Por mais estranha e louca que for a tua aventura a tua ilusão a tua coragem a tua nostalgia ou o teu desassossego...
Por mais bizarro e tortuoso que for o teu caminho escusas as tuas esquinas louca a tua alegria ou sombrio o teu destino...
Por mais esmaecido que seja o teu azul mais murcha seja a tua flor menos verde tiver a tua tela e mais indefinido for o teu arco-íris...
Por maior que seja a tua dor e por mais que os teus olhos se recusam a deixar de ser lagos ao sabor do teu rosto e este for tão-só um mapa marcado por muitos rios à flor da tua pele...
Por maior que seja a tua alegria essa mesma que te rasga um sorriso te esventra a alma e te vira do avesso sem nem sequer dares conta...
Por maior que seja o teu amor ou a tua angústia ou o teu desamor ou o teu desalinho o teu silêncio mudo o o teu grito surdo e rouco...
Por maiores que sejam as tuas asas e mesmo assim não conseguires voar porque ninguém te ensinou e o céu te parecer um sítio escuro e imenso...
Lembra-te que eu estarei sempre aqui à distância de um entrelaçar de dedos de um olhar dentro do teu de um ombro junto do teu de um sorriso partilhado contigo ou de uma lágrima vertida a meias
E esta seria em tudo uma história banal cheia de palavras bonitas e bem intencionadas largadas sem forma num cálice de papel ao sabor de uma caneta tonta dando forma a outra tonta que sou eu
não tivesse sido ela escrita com o meu coração sangrando e não tivesse ela tocado dentro da tua alma que eu sei anseia por companhia
São Reis
A SEMENTEIRA DO SILÊNCIO Relanço as sementes à terra com o punho fechado.

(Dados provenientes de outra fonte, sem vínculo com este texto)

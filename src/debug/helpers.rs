// src/debug/helpers.rs

//! Miscellaneous helper functions for testing; temporary settings files and
//! temporary room directories of day files.

use crate::common::FPath;
use crate::readers::helpers::path_to_fpath;

use std::fs::create_dir;
use std::fs::File;
use std::path::PathBuf;

use std::io::ErrorKind;
#[allow(unused_imports)] // XXX: clippy wrongly marks this as unused
use std::io::Write; // for `NamedTempFile.write_all`

use ::lazy_static::lazy_static;
use ::si_trace_print::{dpfo, dpfñ};

#[doc(hidden)]
pub use ::tempfile::NamedTempFile;
#[doc(hidden)]
pub use ::tempfile::TempDir;

// ━━━━━━━━━━━━━━━━━━━━━━━━━━━━━━━━━━━━━━━━━━━━━━━━━━━━━━━━━━━━━━━━━━━━━━━━━━━━━━━━━━━━━━━━━━━━━━━━━
// temporary file helper functions
// ━━━━━━━━━━━━━━━━━━━━━━━━━━━━━━━━━━━━━━━━━━━━━━━━━━━━━━━━━━━━━━━━━━━━━━━━━━━━━━━━━━━━━━━━━━━━━━━━━

/// NamedTempFile instances default to this file name prefix.
///
/// See <https://github.com/Stebalien/tempfile/issues/183>.
pub const STR_TEMPFILE_PREFIX: &str = "tmp-chr-test-";

lazy_static! {
    pub static ref STRING_TEMPFILE_PREFIX: String = String::from(STR_TEMPFILE_PREFIX);
}

/// Small helper function for copying `NamedTempFile` path to a `FPath`.
pub fn ntf_fpath(ntf: &NamedTempFile) -> FPath {
    path_to_fpath(ntf.path())
}

/// Testing helper function to write a `str` to a temporary file.
///
/// BUG: `NamedTempFile` created within `lazy_static` will fail to remove itself
///      <https://github.com/Stebalien/tempfile/issues/183>.
pub fn create_temp_file(data: &str) -> NamedTempFile {
    let mut ntf = match ::tempfile::Builder::new()
        // use known prefix for easier cleanup
        .prefix::<str>(&STRING_TEMPFILE_PREFIX)
        .tempfile()
    {
        Ok(val) => val,
        Err(err) => {
            panic!("NamedTempFile::new() return Err {}", err);
        }
    };
    match ntf.write_all(data.as_bytes()) {
        Ok(_) => {}
        Err(err) => {
            panic!("NamedTempFile::write_all() return Err {}", err);
        }
    }

    ntf
}

/// Create a temporary directory
pub fn create_temp_dir() -> TempDir {
    dpfñ!();
    match ::tempfile::Builder::new()
        .prefix::<str>(&STRING_TEMPFILE_PREFIX)
        .tempdir()
    {
        Ok(val) => val,
        Err(err) => panic!("tempfile::Builder::tempdir() return Err {}", err),
    }
}

/// Create each directory component of relative `pathb` within `tempdir`.
pub fn create_dir_in_tmpdir(
    pathb: &PathBuf,
    tempdir: &TempDir,
) {
    let mut pathb_tmp: PathBuf = tempdir.path().to_path_buf();
    for c in pathb.components() {
        pathb_tmp = pathb_tmp.join(PathBuf::from(c.as_os_str()));
        dpfñ!("create_dir({:?})", pathb_tmp);
        match create_dir(&pathb_tmp) {
            Ok(_) => {}
            Err(err) if err.kind() == ErrorKind::AlreadyExists => {}
            Err(err) => panic!("Error {:?}", err),
        }
    }
}

/// Testing helper function to write a `[u8]` to a file in a temporary directory.
/// Will create leading directories in paths, e.g. `name` value `foo/bar` creates
/// directory `foo` and file `bar`.
pub fn create_file_bytes_name_in_tmpdir(
    data: &[u8],
    name: &str,
    tempdir: &TempDir,
) -> FPath {
    let pathb_name: PathBuf = PathBuf::from(name);
    if let Some(parent) = pathb_name.parent() {
        create_dir_in_tmpdir(&parent.to_path_buf(), tempdir);
    }
    let path_file: PathBuf = tempdir.path().join(&pathb_name);
    dpfo!("File::create({:?})", path_file);
    let mut file_ = match File::create(&path_file) {
        Ok(f) => f,
        Err(err) => panic!("Error {:?}", err),
    };
    if let Err(err) = file_.write_all(data) {
        panic!("File::write_all({:?}) Error {:?}", path_file, err);
    }

    path_to_fpath(&path_file)
}

/// Testing helper to create a room directory `room` within `tempdir` holding
/// the day files `dayfiles`, each a pair of file name and file contents.
///
/// Returns the path of the room directory.
pub fn create_room_in_tmpdir(
    tempdir: &TempDir,
    room: &str,
    dayfiles: &[(&str, &str)],
) -> FPath {
    create_dir_in_tmpdir(&PathBuf::from(room), tempdir);
    for (name, data) in dayfiles.iter() {
        let name_: String = format!("{}/{}", room, name);
        create_file_bytes_name_in_tmpdir(data.as_bytes(), &name_, tempdir);
    }

    path_to_fpath(&tempdir.path().join(room))
}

Há em mim um ar de desalento que bate a contratempo, linhas traçadas que separam os hemisférios onde se movem os meus pensamentos.

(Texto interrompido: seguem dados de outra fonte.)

// src/debug/printers.rs

//! Printing macros for user-facing and debug-build diagnostics, and helpers
//! for readable debug output of log text.

// ━━━━━━━━━━━━━━━━━━━━━━━━━━━━━━━━━━━━━━━━━━━━━━━━━━━━━━━━━━━━━━━━━━━━━━━━━━━━━━━━━━━━━━━━━━━━━━━━━

/// `d`ebug `e`println! an `err`or
#[macro_export]
macro_rules! de_err {
    (
        $($args:tt)*
    ) => {
        {
            #[cfg(any(debug_assertions,test))]
            eprint!("ERROR: ");
            #[cfg(any(debug_assertions,test))]
            eprintln!($($args)*)
        }
    }
}
pub use de_err;

/// `d`ebug `e`println! an `warn`ing
#[macro_export]
macro_rules! de_wrn {
    (
        $($args:tt)*
    ) => {
        {
            #[cfg(any(debug_assertions,test))]
            eprint!("WARNING: ");
            #[cfg(any(debug_assertions,test))]
            eprintln!($($args)*)
        }
    }
}
pub use de_wrn;

/// `e`println! an `err`or
#[macro_export]
macro_rules! e_err {
    (
        $($args:tt)*
    ) => {
        {
            eprint!("ERROR: ");
            eprintln!($($args)*)
        }
    }
}
pub use e_err;

/// `e`println! a `warn`ing
#[macro_export]
macro_rules! e_wrn {
    (
        $($args:tt)*
    ) => {
        {
            eprint!("WARNING: ");
            eprintln!($($args)*)
        }
    }
}
pub use e_wrn;

// ━━━━━━━━━━━━━━━━━━━━━━━━━━━━━━━━━━━━━━━━━━━━━━━━━━━━━━━━━━━━━━━━━━━━━━━━━━━━━━━━━━━━━━━━━━━━━━━━━
// helper functions - debug representations
// ━━━━━━━━━━━━━━━━━━━━━━━━━━━━━━━━━━━━━━━━━━━━━━━━━━━━━━━━━━━━━━━━━━━━━━━━━━━━━━━━━━━━━━━━━━━━━━━━━

/// Turn passed char into a pictoral representation if it is a control
/// code, e.g. `'\x03'` returns `'␃'`.
///
/// Chat logs carry in-band styling codes (bold `\x02`, color `\x03`, …).
/// This keeps the printing width of each to 1 so humans can visually review
/// debug output.
pub const fn char_to_char_noraw(c: char) -> char {
    // https://en.wikipedia.org/wiki/C0_and_C1_control_codes#C0_controls
    match c as u32 {
        0 => '␀',
        1 => '␁',
        2 => '␂',
        3 => '␃',
        4 => '␄',
        5 => '␅',
        6 => '␆',
        7 => '␇',
        8 => '␈',
        9 => '␉',
        10 => '␊',
        11 => '␋',
        12 => '␌',
        13 => '␍',
        14 => '␎',
        15 => '␏',
        16 => '␐',
        17 => '␑',
        18 => '␒',
        19 => '␓',
        20 => '␔',
        21 => '␕',
        22 => '␖',
        23 => '␗',
        24 => '␘',
        25 => '␙',
        26 => '␚',
        27 => '␛',
        28 => '␜',
        29 => '␝',
        30 => '␞',
        31 => '␟',
        127 => '␡',
        _ => c,
    }
}

/// Transform a `str` to a non-raw `String` version.
///
/// only intended for debugging
#[doc(hidden)]
#[allow(non_snake_case)]
pub fn str_to_String_noraw(str_buf: &str) -> String {
    str_buf.chars().map(char_to_char_noraw).collect()
}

Não há pássaros a espreitar na copa das árvores, e eu tenho mãos sulcadas em que as sementes se abrigam.
Espalho incertezas pelos cantos da casa e refugio-me numa qualquer esquina do monte. O sol arde no acaso do horizonte e as palavras enfeitam os caminhos com pétalas de rosas.

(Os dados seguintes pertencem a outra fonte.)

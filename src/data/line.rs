// src/data/line.rs

//! Implement [`LogLine`], one line of text from a day file.

use crate::data::datetime::{
    parse_clock,
    ClockTimeOpt,
    LogDate,
};
use crate::debug::printers::str_to_String_noraw;

use std::borrow::Cow;
use std::fmt;

use ::lazy_static::lazy_static;
use ::regex::Regex;

// ━━━━━━━━━━━━━━━━━━━━━━━━━━━━━━━━━━━━━━━━━━━━━━━━━━━━━━━━━━━━━━━━━━━━━━━━━━━━━━━━━━━━━━━━━━━━━━━━━
// LogLine
// ━━━━━━━━━━━━━━━━━━━━━━━━━━━━━━━━━━━━━━━━━━━━━━━━━━━━━━━━━━━━━━━━━━━━━━━━━━━━━━━━━━━━━━━━━━━━━━━━━

/// Index of a line within its day file, starting at zero.
pub type LineIndex = usize;

lazy_static! {
    /// The leading clock time of every log line, e.g. `[13:10:01]`.
    static ref REGEX_CLOCK: Regex = Regex::new(
        r"^\[(\d{2}:\d{2}:\d{2})\]"
    ).unwrap();

    /// In-band text styling and color control sequences.
    ///
    /// bold `\x02`, color `\x03` with optional `fg[,bg]`, reset `\x0F`,
    /// reverse `\x16`, italic `\x1D`, underline `\x1F`.
    static ref REGEX_CONTROL_CODES: Regex = Regex::new(
        r"\x02|\x03(?:\d{1,2}(?:,\d{1,2})?)?|\x0F|\x16|\x1D|\x1F"
    ).unwrap();
}

/// One line of a day file.
///
/// The trailing newline (and carriage return, if any) is not part of `text`.
#[derive(Clone, Eq, PartialEq)]
pub struct LogLine {
    /// date of the day file this line came from
    pub date: LogDate,
    /// position of this line in the day file
    pub index: LineIndex,
    pub text: String,
}

impl fmt::Debug for LogLine {
    fn fmt(
        &self,
        f: &mut fmt::Formatter,
    ) -> fmt::Result {
        f.debug_struct("LogLine")
            .field("date", &self.date)
            .field("index", &self.index)
            .field("text", &str_to_String_noraw(&self.text))
            .finish()
    }
}

impl LogLine {
    pub fn new(date: LogDate, index: LineIndex, text: String) -> LogLine {
        LogLine { date, index, text }
    }

    /// The clock time from the leading `[HH:MM:SS]`, if there is a valid one.
    pub fn clock(&self) -> ClockTimeOpt {
        let captures = REGEX_CLOCK.captures(&self.text)?;

        parse_clock(&captures[1])
    }

    /// Remove text styling and color control sequences from `text`.
    pub fn strip_control_codes(&mut self) {
        if let Cow::Owned(stripped) = strip_control_codes(&self.text) {
            self.text = stripped;
        }
    }
}

/// Remove text styling and color control sequences.
///
/// Idempotent; stripping an already stripped `str` returns it unchanged.
pub fn strip_control_codes(text: &str) -> Cow<'_, str> {
    REGEX_CONTROL_CODES.replace_all(text, "")
}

Relanço as sementes que me caem dos olhos, e sempre que as minhas mãos se abrem recolho silêncios e falta de vontades.
Francisco Valverde Arsénio
NUM TURBILHÃO DE RAZÕES
Que razão é essa que te impede de caminhar? Que dor é essa que a alma grita sem cessar?
Encontra a ponta do sol a motivação para te elevares a cada queda. Lambe a ferida com a saliva quente sem orgulho.
Qual o motivo da traição? Porque é que os valores se perdem?
Trair é perder respeito próprio e não ser, nem conhecer o deleite de viver. Os valores não se imprimem em folhas soltas nem em compilações de estudiosos é intimo não há o apontar mas sim o praticar para que a diferença seja feita.
Porque é que a humanidade está mal? Se cada acusador entregasse bons valores o mundo seria perfeito!
Contudo vive num turbilhão de razões sem rectas definidas nem curvas flexíveis para o luar se estrelar na noite de contentas!
Ana Coelho
RIBEIRA
Se calhar estás bem diferente Mas quando te conheci Namorei a tua gente O encanto que havia em ti
Os jantares na Marina (Como era novo e feliz) A muralha Fernandina A Ponte de D. Luíz
Eu, um milhafre das ilhas Aprendi e tive sorte No falar das tuas filhas O bom sotaque do Norte
Oh Ribeira que vivi (Há sítios que não se esquecem) Quando me lembro de ti Os meus olhos humedecem.